┌─ Data shown

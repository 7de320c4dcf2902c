//! Keeps this sharder on the sharder-keep list and pings the miners.

use std::sync::Arc;
use std::time::Duration;

use tokio_util::sync::CancellationToken;
use tracing::{debug, info, warn};

use crate::msg::phase;
use crate::msg::{Request, Response};
use crate::peer::{self, PeerSet};
use crate::{account, config, txn};

pub const SHARDER_KEEP: &str = "sharder_keep";
pub const SHARDER_HEALTH_CHECK: &str = "sharder_health_check";

const CONFIRM_ATTEMPTS: u32 = 10;
const CONFIRM_DELAY: Duration = Duration::from_secs(1);

#[derive(Debug, thiserror::Error)]
pub enum Error {
    #[error("peers: {0}")]
    Peer(#[from] peer::Error),
    #[error("no miner accepted transaction {0}")]
    NotAccepted(String),
    #[error("transaction {0} was not confirmed")]
    Unconfirmed(String),
}

#[derive(Debug, Clone, Copy, PartialEq, Eq)]
pub enum Outcome {
    /// Phase older than one already handled.
    Stale,
    /// Not the contribute phase.
    Waiting,
    /// Already on the keep list.
    Listed,
    Registered,
}

pub struct Worker {
    cfg: config::Registration,
    kp: Arc<account::Keypair>,
    sharders: Arc<dyn PeerSet>,
    miners: Arc<dyn PeerSet>,
    phase_round: i64,
    accepted: Option<i64>,
}

impl Worker {
    pub fn new(
        cfg: config::Registration,
        kp: Arc<account::Keypair>,
        sharders: Arc<dyn PeerSet>,
        miners: Arc<dyn PeerSet>,
    ) -> Self {
        Self { cfg, kp, sharders, miners, phase_round: 0, accepted: None }
    }

    async fn phase(&self) -> Result<phase::Phase, Error> {
        let accept = |r: &Response| matches!(r, Response::Phase(_));
        match self.sharders.request_from_one(&Request::Phase, &accept).await? {
            Response::Phase(p) => Ok(p),
            _ => Err(peer::Error::NoResponse.into()),
        }
    }

    async fn is_listed(&self) -> Result<bool, Error> {
        let accept = |r: &Response| matches!(r, Response::Members(_));
        let id = self.kp.id();
        match self.sharders.request_from_one(&Request::SharderKeepList, &accept).await? {
            Response::Members(members) => Ok(members.contains(&id)),
            _ => Err(peer::Error::NoResponse.into()),
        }
    }

    async fn submit(&self, t: txn::Txn) -> Result<txn::Txn, Error> {
        let accepted = self
            .miners
            .request_from_all(&Request::SubmitTxn { txn: t.clone() })
            .await
            .into_iter()
            .any(|(_, r)| r == Response::Accepted);
        if !accepted {
            return Err(Error::NotAccepted(t.hash));
        }
        Ok(t)
    }

    async fn confirm(&self, t: &txn::Txn) -> Result<txn::Summary, Error> {
        let hash = t.hash.clone();
        let accept = move |r: &Response| matches!(r, Response::Confirmation(s) if s.hash == hash);
        let req = Request::TxnConfirmation { hash: t.hash.clone() };
        for attempt in 1..=CONFIRM_ATTEMPTS {
            if let Ok(Response::Confirmation(summary)) = self.sharders.request_from_one(&req, &accept).await {
                return Ok(summary);
            }
            debug!(hash = %t.hash, attempt, "transaction not confirmed yet");
            tokio::time::sleep(CONFIRM_DELAY).await;
        }
        Err(Error::Unconfirmed(t.hash.clone()))
    }

    /// One registration attempt against the current phase.
    pub async fn tick(&mut self) -> Result<Outcome, Error> {
        let p = self.phase().await?;
        if p.start_round < self.phase_round {
            return Ok(Outcome::Stale);
        }
        if p.phase != phase::Kind::Contribute {
            self.phase_round = p.start_round;
            return Ok(Outcome::Waiting);
        }
        if self.accepted == Some(p.start_round) {
            return Ok(Outcome::Registered);
        }
        if self.is_listed().await? {
            self.phase_round = p.start_round;
            self.accepted = Some(p.start_round);
            return Ok(Outcome::Listed);
        }

        debug!(start_round = p.start_round, "registering on the sharder keep list");
        let input = serde_json::json!({ "id": self.kp.id(), "public_key": self.kp.public_hex() });
        let t = txn::Txn::smart_contract(&self.kp, txn::MINER_SC_ADDRESS, SHARDER_KEEP, input);
        let t = self.submit(t).await?;
        let summary = self.confirm(&t).await?;
        info!(start_round = p.start_round, round = summary.round, hash = %t.hash, "registered on the sharder keep list");
        self.phase_round = p.start_round;
        self.accepted = Some(p.start_round);
        Ok(Outcome::Registered)
    }

    pub async fn health_ping(&self) -> Result<(), Error> {
        let t = txn::Txn::smart_contract(&self.kp, txn::MINER_SC_ADDRESS, SHARDER_HEALTH_CHECK, serde_json::Value::Null);
        self.submit(t).await?;
        Ok(())
    }

    pub async fn run(mut self, token: CancellationToken) {
        if !self.cfg.enabled {
            return;
        }
        let mut repeat = tokio::time::interval(self.cfg.repeat().max(Duration::from_secs(1)));
        let mut ping = tokio::time::interval(self.cfg.health_ping_interval().max(Duration::from_secs(1)));
        loop {
            tokio::select! {
                _ = token.cancelled() => break,
                _ = repeat.tick() => {
                    match self.tick().await {
                        Ok(outcome) => debug!(?outcome, "sharder keep"),
                        Err(e) => warn!(error = %e, "register sharder keep failed"),
                    }
                }
                _ = ping.tick() => {
                    if let Err(e) = self.health_ping().await {
                        warn!(error = %e, "sharder health check failed, trying again later");
                    }
                }
            }
        }
        info!("registration stopped");
    }
}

└─

— Activity —
Scan the listing for the word "transaction". Copy every line in which it appears.

— Exercise answer —
    #[error("no miner accepted transaction {0}")]
    #[error("transaction {0} was not confirmed")]
            debug!(hash = %t.hash, attempt, "transaction not confirmed yet");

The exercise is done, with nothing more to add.